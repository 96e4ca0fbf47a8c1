//! Handlers for the `/training-jobs` resource.
//!
//! Routes:
//! - `POST /training-jobs`        — start a training-image generation job
//! - `GET  /training-jobs`        — list job summaries
//! - `GET  /training-jobs/{id}`   — job progress snapshot

use std::sync::Arc;

use axum::extract::{Path, State};
use axum::http::StatusCode;
use axum::response::IntoResponse;
use axum::Json;
use serde::{Deserialize, Serialize};

use atelier_core::job::{Job, JobStatus};
use atelier_core::types::JobId;

use crate::config::DeliveryMode;
use crate::error::{AppError, AppResult};
use crate::response::DataResponse;
use crate::state::AppState;

// ---------------------------------------------------------------------------
// Request / response types
// ---------------------------------------------------------------------------

/// Request body for starting a job.
#[derive(Debug, Deserialize)]
pub struct StartTrainingJob {
    pub character_name: String,
    pub character_description: String,
    /// Requested number of successful images. Defaults to 15.
    #[serde(default = "default_target_count")]
    pub target_count: u32,
}

fn default_target_count() -> u32 {
    15
}

/// Response for a freshly started job.
#[derive(Debug, Serialize)]
pub struct StartTrainingJobResponse {
    pub job_id: JobId,
    pub status: JobStatus,
    pub target_count: u32,
    pub max_attempts: u32,
    pub current_attempt: u32,
    pub success_rate: f64,
}

/// Full progress snapshot of one job.
#[derive(Debug, Serialize)]
pub struct TrainingJobStatus {
    pub job_id: JobId,
    pub character_name: String,
    pub status: JobStatus,
    pub completed_count: u32,
    pub target_count: u32,
    pub current_attempt: u32,
    pub max_attempts: u32,
    pub success_rate: f64,
    pub result_urls: Vec<String>,
}

impl From<Job> for TrainingJobStatus {
    fn from(job: Job) -> Self {
        Self {
            job_id: job.job_id,
            character_name: job.character_name,
            status: job.status,
            completed_count: job.completed_count,
            target_count: job.target_count,
            current_attempt: job.current_attempt,
            max_attempts: job.max_attempts,
            success_rate: job.success_rate,
            result_urls: job.result_urls,
        }
    }
}

/// Compact row for the job listing.
#[derive(Debug, Serialize)]
pub struct TrainingJobSummary {
    pub job_id: JobId,
    pub character_name: String,
    pub status: JobStatus,
    pub target_count: u32,
    pub completed_count: u32,
    pub success_rate: f64,
}

// ---------------------------------------------------------------------------
// POST /training-jobs
// ---------------------------------------------------------------------------

/// Start a training-image generation job.
///
/// Validates the request, persists the initial record (so progress readers
/// can find it immediately), then hands the job to the configured driver:
/// the in-process attempt loop in poll mode, or up-front prediction
/// submission in webhook mode. Returns 201 with the initial counters.
pub async fn start_training_job(
    State(state): State<AppState>,
    Json(input): Json<StartTrainingJob>,
) -> AppResult<impl IntoResponse> {
    if input.character_name.trim().is_empty() {
        return Err(AppError::BadRequest(
            "character_name must not be empty".to_string(),
        ));
    }
    if input.character_description.trim().is_empty() {
        return Err(AppError::BadRequest(
            "character_description must not be empty".to_string(),
        ));
    }

    // Rejects out-of-range targets before anything is persisted.
    let job = Job::new(
        input.character_name,
        input.character_description,
        input.target_count,
    )?;

    let response = StartTrainingJobResponse {
        job_id: job.job_id,
        status: job.status,
        target_count: job.target_count,
        max_attempts: job.max_attempts,
        current_attempt: job.current_attempt,
        success_rate: job.success_rate,
    };
    let job_id = job.job_id;

    state.store.insert(job).await?;

    spawn_job_driver(&state, job_id);

    tracing::info!(
        %job_id,
        target = response.target_count,
        max_attempts = response.max_attempts,
        delivery = ?state.config.generation.delivery,
        "Training job started"
    );

    Ok((StatusCode::CREATED, Json(DataResponse { data: response })))
}

/// Spawn the background driver that owns this job from here on.
///
/// Exactly one driver per job: the poll-mode loop is the record's sole
/// writer; in webhook mode the submission pass runs once and later writes
/// come through the callback handler and reconciler, which share the
/// idempotent record path.
fn spawn_job_driver(state: &AppState, job_id: JobId) {
    let store = Arc::clone(&state.store);
    let generator = Arc::clone(&state.generator);

    match state.config.generation.delivery {
        DeliveryMode::Poll => {
            let attempt_delay = state.config.generation.attempt_delay;
            tokio::spawn(async move {
                if let Err(e) =
                    atelier_worker::runner::run_attempt_loop(store, generator, job_id, attempt_delay)
                        .await
                {
                    tracing::error!(%job_id, error = %e, "Attempt loop aborted");
                }
            });
        }
        DeliveryMode::Webhook => {
            tokio::spawn(async move {
                if let Err(e) =
                    atelier_worker::runner::submit_webhook_attempts(store, generator, job_id).await
                {
                    tracing::error!(%job_id, error = %e, "Webhook submission aborted");
                }
            });
        }
    }
}

// ---------------------------------------------------------------------------
// GET /training-jobs/{id}
// ---------------------------------------------------------------------------

/// Progress snapshot for one job.
///
/// A pure read of the persisted record — all derived fields were computed
/// when the last attempt was recorded.
pub async fn get_training_job(
    State(state): State<AppState>,
    Path(job_id): Path<JobId>,
) -> AppResult<impl IntoResponse> {
    let job = super::find_job(&state, job_id).await?;
    Ok(Json(DataResponse {
        data: TrainingJobStatus::from(job),
    }))
}

// ---------------------------------------------------------------------------
// GET /training-jobs
// ---------------------------------------------------------------------------

/// List job summaries, newest first.
pub async fn list_training_jobs(State(state): State<AppState>) -> AppResult<impl IntoResponse> {
    let jobs = state.store.list().await?;
    let summaries: Vec<TrainingJobSummary> = jobs
        .into_iter()
        .map(|job| TrainingJobSummary {
            job_id: job.job_id,
            character_name: job.character_name,
            status: job.status,
            target_count: job.target_count,
            completed_count: job.completed_count,
            success_rate: job.success_rate,
        })
        .collect();

    tracing::debug!(count = summaries.len(), "Listed training jobs");

    Ok(Json(DataResponse { data: summaries }))
}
....
#### What the task requires
From the lines above, copy those that contain the word "IntoResponse".

#### Task solution
use axum::response::IntoResponse;
) -> AppResult<impl IntoResponse> {
) -> AppResult<impl IntoResponse> {
pub async fn list_training_jobs(State(state): State<AppState>) -> AppResult<impl IntoResponse> {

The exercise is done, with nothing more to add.